Esas No: 2021/11057
Karar No: 2022/3954
Karar Tarihi: 03.03.2022
Yargıtay 4. Hukuk Dairesi 2021/11057 Esas 2022/3954 Karar Sayılı İlamı
4. Hukuk Dairesi 2021/11057 E. , 2022/3954 K."İçtihat Metni"
MAHKEMESİ :Ticaret Mahkemesi
Taraflar arasındaki sigorta tahkim davası hakkında Sigorta Tahkim Komisyonu İtiraz Hakem Heyeti tarafından verilen 09/03/2019 tarih, 2019/İHK-2661 sayılı itirazın reddine dair kararın, süresi içinde davalı vekili tarafından temyiz edilmesi üzerine, dosya incelendi, gereği düşünüldü:
K A R A R
Davacı vekili, 16/04/2013 tarihinde müvekkilinin davalı tarafından sigortalanan araçta yolcu olduğu esnada çift taraflı trafik kazası neticesinde yaralandığını belirterek fazlaya ilişkin hakları saklı kalmak kaydıyla 1.000,00 TL maddi tazminatın temerrüt tarihinden temerrüt faizi ile davalıdan tahsili isteminde bulunmuş, talebini 31/10/2018 tarihli dilekçe ile 134.978,00 TL’ye yükseltmiştir.
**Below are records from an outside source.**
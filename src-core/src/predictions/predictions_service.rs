use crate::errors::Result;
use crate::predictions::predictions_model::{NewPrediction, Prediction, PredictionUpdate};
use crate::predictions::predictions_traits::{PredictionRepositoryTrait, PredictionServiceTrait};
use async_trait::async_trait;
use std::sync::Arc;

pub struct PredictionService {
    repository: Arc<dyn PredictionRepositoryTrait>,
}

impl PredictionService {
    pub fn new(repository: Arc<dyn PredictionRepositoryTrait>) -> Self {
        PredictionService { repository }
    }
}

#[async_trait]
impl PredictionServiceTrait for PredictionService {
    fn list_predictions(&self, budget_id: &str, period_id: &str) -> Result<Vec<Prediction>> {
        self.repository.list(budget_id, period_id)
    }

    fn get_prediction(
        &self,
        budget_id: &str,
        period_id: &str,
        prediction_id: &str,
    ) -> Result<Prediction> {
        self.repository.find(budget_id, period_id, prediction_id)
    }

    async fn create_prediction(
        &self,
        budget_id: &str,
        period_id: &str,
        new_prediction: NewPrediction,
    ) -> Result<Prediction> {
        self.repository
            .create(budget_id, period_id, new_prediction)
            .await
    }

    async fn update_prediction(
        &self,
        budget_id: &str,
        period_id: &str,
        prediction_id: &str,
        update: PredictionUpdate,
    ) -> Result<Prediction> {
        self.repository
            .update(budget_id, period_id, prediction_id, update)
            .await
    }

    async fn delete_prediction(
        &self,
        budget_id: &str,
        period_id: &str,
        prediction_id: &str,
    ) -> Result<()> {
        self.repository
            .delete(budget_id, period_id, prediction_id)
            .await?;
        Ok(())
    }

    async fn copy_predictions_from_previous(
        &self,
        budget_id: &str,
        period_id: &str,
    ) -> Result<Vec<Prediction>> {
        self.repository.copy_from_previous(budget_id, period_id).await
    }
}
Davalı vekili, davanın reddini savunmuştur.
Uyuşmazlık Hakem Heyetince, başvurunun kısmen kabulü ile 101.234,00 TL tazminatın 06/06/2018 tarihinden yasal faizi ile davalıdan tahsiline karar verilmiş, davalı vekili tarafından yapılan itiraz, İtiraz Hakem Heyetince reddedilmiştir. Karar, davalı vekili tarafından temyiz edilmiştir.
Dava, trafik kazasından kaynaklanan yaralanma sebebiyle cismani zararın tahsili istemine ilişkindir.
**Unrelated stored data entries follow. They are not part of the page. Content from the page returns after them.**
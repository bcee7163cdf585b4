use std::{net::SocketAddr, time::Duration};

use base64::{engine::general_purpose::STANDARD as BASE64, Engine as _};
use rand::RngCore;

pub struct Config {
    pub listen_addr: SocketAddr,
    pub db_path: String,
    pub jwt_secret: String,
    pub cors_allow: Vec<String>,
    pub request_timeout: Duration,
}

impl Config {
    pub fn from_env() -> Self {
        dotenvy::dotenv().ok();
        let listen_addr: SocketAddr = std::env::var("HB_LISTEN_ADDR")
            .unwrap_or_else(|_| "0.0.0.0:8080".to_string())
            .parse()
            .expect("Invalid HB_LISTEN_ADDR");
        let db_path = std::env::var("HB_DB_PATH").unwrap_or_else(|_| "./db/app.db".into());
        let jwt_secret =
            std::env::var("HB_JWT_SECRET").unwrap_or_else(|_| Self::generate_secret());
        let cors_allow = std::env::var("HB_CORS_ALLOW_ORIGINS")
            .unwrap_or_else(|_| "*".into())
            .split(',')
            .map(|s| s.trim().to_string())
            .filter(|s| !s.is_empty())
            .collect();
        let timeout_ms: u64 = std::env::var("HB_REQUEST_TIMEOUT_MS")
            .unwrap_or_else(|_| "30000".into())
            .parse()
            .unwrap_or(30000);
        Self {
            listen_addr,
            db_path,
            jwt_secret,
            cors_allow,
            request_timeout: Duration::from_millis(timeout_ms),
        }
    }

    /// Fallback when no secret is configured; tokens do not survive a
    /// restart in that case.
    fn generate_secret() -> String {
        let mut bytes = [0u8; 32];
        rand::thread_rng().fill_bytes(&mut bytes);
        BASE64.encode(bytes)
    }
}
6098 sayılı Türk Borçlar Kanunu’nun 62. Maddesinde; “Birden çok kişi birlikte bir zarara sebebiyet verdikleri veya aynı zarardan çeşitli sebeplerden dolayı sorumlu oldukları takdirde, haklarında müteselsil sorumluluğa ilişkin hükümler uygulanır.” 62. Maddesinin ikinci fıkrasında ise; “Tazminatın kendi payına düşeninden fazlasını ödeyen kişi, bu fazla ödemesi için, diğer müteselsil sorumlulara karşı rücu hakkına sahip ve zarar görenin haklarına halef olur.” Şeklinde düzenleme yer almaktadır.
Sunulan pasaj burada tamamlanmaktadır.